The Satirist; or, the Censor of the Times (1832)
, 19 August, p. 269
The attribution of the expression to
showmen here suggests that it was considered at least ostentatious if not plain
vulgar at the time. Its appearance in a London publication casts considerable
doubt on the American origin claimed by some slang dictionaries, though much of
the early evidence for the expression does derive from America.

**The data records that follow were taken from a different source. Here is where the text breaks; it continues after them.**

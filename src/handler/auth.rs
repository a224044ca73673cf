// handlers/auth.rs
use std::sync::Arc;

use axum::{
    http::{header, HeaderMap},
    response::IntoResponse,
    routing::post,
    Extension, Json, Router,
};
use axum_extra::extract::cookie::Cookie;
use validator::Validate;

use crate::{
    db::userdb::UserExt,
    dtos::userdtos::*,
    error::{ErrorMessage, HttpError},
    models::usermodel::UserRole,
    utils::{password, token},
    AppState,
};

pub fn auth_handler() -> Router {
    Router::new()
        .route("/register", post(register))
        .route("/login", post(login))
}

pub async fn register(
    Extension(app_state): Extension<Arc<AppState>>,
    Json(body): Json<RegisterUserDto>,
) -> Result<impl IntoResponse, HttpError> {
    body.validate()
        .map_err(|e| HttpError::bad_request(e.to_string()))?;

    body.validate_phone_number()
        .map_err(|e| HttpError::bad_request(e.to_string()))?;

    // Staff and admin accounts are provisioned by an admin, never self-registered
    if !matches!(body.role, UserRole::Tutor | UserRole::Customer) {
        return Err(HttpError::bad_request(
            "Only tutor and customer accounts can be self-registered",
        ));
    }

    let existing_user = app_state
        .db_client
        .get_user(None, None, Some(&body.email))
        .await
        .map_err(|e| HttpError::server_error(e.to_string()))?;

    if existing_user.is_some() {
        return Err(HttpError::bad_request(ErrorMessage::EmailExist.to_string()));
    }

    let existing_username = app_state
        .db_client
        .get_user(None, Some(&body.username), None)
        .await
        .map_err(|e| HttpError::server_error(e.to_string()))?;

    if existing_username.is_some() {
        return Err(HttpError::bad_request(ErrorMessage::UsernameExist.to_string()));
    }

    let hashed_password = password::hash(&body.password)
        .map_err(|e| HttpError::server_error(e.to_string()))?;

    let user = app_state
        .db_client
        .save_user(
            body.name,
            body.username,
            body.email,
            hashed_password,
            body.role,
            body.phone,
        )
        .await
        .map_err(|e| HttpError::server_error(e.to_string()))?;

    tracing::info!("new {} account registered: {}", user.role.to_str(), user.username);

    let filtered_user = FilterUserDto::filter_user(&user);

    Ok(Json(UserResponseDto {
        status: "success".to_string(),
        data: UserData { user: filtered_user },
    }))
}

pub async fn login(
    Extension(app_state): Extension<Arc<AppState>>,
    Json(body): Json<LoginUserDto>,
) -> Result<impl IntoResponse, HttpError> {
    body.validate()
        .map_err(|e| HttpError::bad_request(e.to_string()))?;

    let result = app_state
        .db_client
        .get_user(None, None, Some(&body.email))
        .await
        .map_err(|e| HttpError::server_error(e.to_string()))?;

    let user = result.ok_or(HttpError::bad_request(ErrorMessage::WrongCredentials.to_string()))?;

    let password_matched = password::compare(&body.password, &user.password)
        .map_err(|_| HttpError::bad_request(ErrorMessage::WrongCredentials.to_string()))?;

    if password_matched {
        let token = token::create_token(
            &user.id.to_string(),
            app_state.env.jwt_secret.as_bytes(),
            app_state.env.jwt_maxage,
        )
        .map_err(|e| HttpError::server_error(e.to_string()))?;

        let cookie_duration = time::Duration::minutes(app_state.env.jwt_maxage * 60);
        let cookie = Cookie::build(("token", token.clone()))
            .path("/")
            .max_age(cookie_duration)
            .http_only(true)
            .build();

        let response = axum::response::Json(UserLoginResponseDto {
            status: "success".to_string(),
            token,
        });

        let mut headers = HeaderMap::new();

        headers.append(
            header::SET_COOKIE,
            cookie.to_string().parse().unwrap(),
        );

        let mut response = response.into_response();
        response.headers_mut().extend(headers);

        Ok(response)
    } else {
        Err(HttpError::bad_request(ErrorMessage::WrongCredentials.to_string()))
    }
}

In 1904 this way of expressing that one
had gained a sudden insight into the true nature of a thing or a situation
clearly betrayed a lack of refinement on the part of the speaker:
I have led you through a very sandy desert. But now,
if I may be allowed so vulgar an expression, we begin to taste
the milk in the cocoanut
.
William James, "Pragmatism’s Conception of Truth" in
The Journal of Philosophy
(1907),vol. 4,
p. 148
In an early
draft of the Cyclops episode (V.A. 6) the phrase is used in a different context
from the published text: the milk in the coconut being that Bloom is exposed as
a calculating hunter for Mrs Riordan’s legacy. Joyce eventually transferred the
phrase into the interior monologue of the vicious I-narrator when Boylan is
revealed as manager of the concert tour involving Molly Bloom, and added an
unmistakable sexual innuendo, not least with the second part of the phrase (“and
the absence of hair on the animal’s chest”), which has proved so elusive to commentators
on Ulysses.
This turns out to be an as-yet undocumented
version of the standard form (“but not for the hair outside”) not infrequently
added to the first part of the idiom and popularised in publications as diverse
as parliamentary proceedings and Punch:
I have been unable to discover whether it was George
Selwyn, Machiavelli, or the Arabian physician Avicenna, who made use of the
remarkable expression,
"That accounts
for the milk in the cocoa-nut; but not for the hair outside
."
"The Victorian Parliament Legislative Assembly,
Thursday January 12" in
Argus
,
(Melbourne: 1860), 13 January
"My faith," said Lord JOHN, "I am
getting tired of this. Shall we never reach the Sun?"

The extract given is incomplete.